The Tyranny of Merit: Can We Find the Common Good?

Michael J Sandel

These are dangerous times for democracy. We live in an age of winners and losers, where the odds are stacked in favor of the already fortunate. Stalled social mobility and entrenched inequality give the lie to the American credo that you can make it if you try. The consequence is a brew of anger and frustration that has fueled populist protest and extreme polarization, and led to deep distrust of both government and our fellow citizens–leaving us morally unprepared to face the profound challenges of our time.

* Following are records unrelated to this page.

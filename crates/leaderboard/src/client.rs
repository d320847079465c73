//! HTTP client with pagination and transient/permanent classification.

use std::time::Duration;

use {
    reqwest::StatusCode,
    tracing::{debug, warn},
};

use crate::{
    error::{Error, Result},
    types::{ApiGame, ApiRun, GameRef, Page, RunCandidate, RunStatus},
};

/// Public base URL of the speedrun.com REST API.
pub const DEFAULT_BASE_URL: &str = "https://www.speedrun.com/api/v1";

/// Runs requested per page (the API caps `max` at 200).
const PAGE_SIZE: usize = 50;

/// Safety ceiling on pages fetched per game per cycle.
const MAX_PAGES: usize = 5;

const REQUEST_TIMEOUT: Duration = Duration::from_secs(30);

/// Thin typed wrapper over the leaderboard API. Read-only: no local
/// state is mutated by any call.
pub struct Client {
    http: reqwest::Client,
    base_url: String,
}

impl Client {
    pub fn new(base_url: impl Into<String>) -> Self {
        Self {
            http: reqwest::Client::new(),
            base_url: base_url.into(),
        }
    }

    /// Resolve a configured game name to its API identifier and display
    /// name. Returns `None` when no game matches.
    pub async fn resolve_game(&self, name: &str) -> Result<Option<GameRef>> {
        let url = format!(
            "{}/games?name={}&max=1",
            self.base_url,
            urlencoding::encode(name)
        );
        let page: Page<ApiGame> = self.get_json(&url).await?;
        Ok(page.data.into_iter().next().map(|game| GameRef {
            id: game.id,
            name: game.names.international,
        }))
    }

    /// Fetch all runs for a game with the given status, newest first.
    /// Paginates until a short page or the page ceiling.
    pub async fn fetch_runs(
        &self,
        game_id: &str,
        status: RunStatus,
    ) -> Result<Vec<RunCandidate>> {
        let mut runs = Vec::new();
        let mut offset = 0;
        for _ in 0..MAX_PAGES {
            let url = format!(
                "{}/runs?game={game_id}&status={}&orderby=submitted&direction=desc\
                 &embed=players,category&max={PAGE_SIZE}&offset={offset}",
                self.base_url,
                status.as_query()
            );
            let page: Page<ApiRun> = self.get_json(&url).await?;
            let fetched = page.data.len();
            runs.extend(page.data.into_iter().map(RunCandidate::from));
            if fetched < PAGE_SIZE {
                return Ok(runs);
            }
            offset += PAGE_SIZE;
        }
        warn!(game_id, pages = MAX_PAGES, "run pagination ceiling reached");
        Ok(runs)
    }

    async fn get_json<T: serde::de::DeserializeOwned>(&self, url: &str) -> Result<T> {
        debug!(url, "leaderboard request");
        let response = self
            .http
            .get(url)
            .timeout(REQUEST_TIMEOUT)
            .header("Accept", "application/json")
            .send()
            .await
            .map_err(|e| Error::transient(format!("request failed: {e}")))?;

        let status = response.status();
        if status == StatusCode::TOO_MANY_REQUESTS || status.is_server_error() {
            return Err(Error::transient(format!("HTTP {status}")));
        }
        if !status.is_success() {
            return Err(Error::permanent(format!("HTTP {status}")));
        }
        response
            .json::<T>()
            .await
            .map_err(|e| Error::permanent(format!("malformed response body: {e}")))
    }
}

impl Default for Client {
    fn default() -> Self {
        Self::new(DEFAULT_BASE_URL)
    }
}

World-renowned philosopher Michael J. Sandel argues that to overcome the crises that are upending our world, we must rethink the attitudes toward success and failure that have accompanied globalization and rising inequality. Sandel shows the hubris a meritocracy generates among the winners and the harsh judgement it imposes on those left behind, and traces the dire consequences across a wide swath of American life. He offers an alternative way of thinking about success–more attentive to the role of luck in human affairs, more conducive to an ethic of humility and solidarity, and more affirming of the dignity of work.


The Great Recoil: Politics after Populism and Pandemic

Paolo Gerbaudo

What comes after neoliberalism? In these times of health emergency, economic collapse, populist anger and ecological threat, societies are forced to turn inward in search of protection. Neoliberalism, the ideology that presided over decades of market globalisation, is on trial, while state intervention is making a spectacular comeback amid lockdowns, mass vaccination programmes, deficit spending and climate planning. This is the Great Recoil, the era when the neo-statist endopolitics of national sovereignty, economic protection and democratic control overrides the neoliberal exopolitics of free markets, labour flexibility and business opportunity.

The central issue in dispute is what mission the post-pandemic state should pursue: whether it should protect native workers from immigration and the rich against redistributive demands, as proposed by the right’s authoritarian protectionism; or reassert social security and popular sovereignty against the rapacity of financial and tech elites, as advocated by the left’s social protectivism. Only by addressing the widespread sense of exposure and vulnerability may socialists turn the present phase of involution into an opportunity for social transformation.


The Chinese Question: The Gold Rushes and Global Politics

Mae Ngai

In roughly five decades, between 1848 and 1899, more gold was removed from the earth than had been mined in the 3,000 preceding years, bringing untold wealth to individuals and nations. But friction between Chinese and white settlers on the goldfields of California, Australia, and South Africa catalyzed a global battle over “the Chinese Question”: would the United States and the British Empire outlaw Chinese immigration?

This distinguished history of the Chinese diaspora and global capitalism chronicles how a feverish alchemy of race and money brought Chinese people to the West and reshaped the nineteenth-century world. Drawing on ten years of research across five continents, prize-winning historian Mae Ngai narrates the story of the thousands of Chinese who left their homeland in pursuit of gold, and how they formed communities and organizations to help navigate their perilous new world. Out of their encounters with whites, and the emigrants’ assertion of autonomy and humanity, arose the pernicious western myth of the “coolie” laborer, a racist stereotype used to drive anti-Chinese sentiment.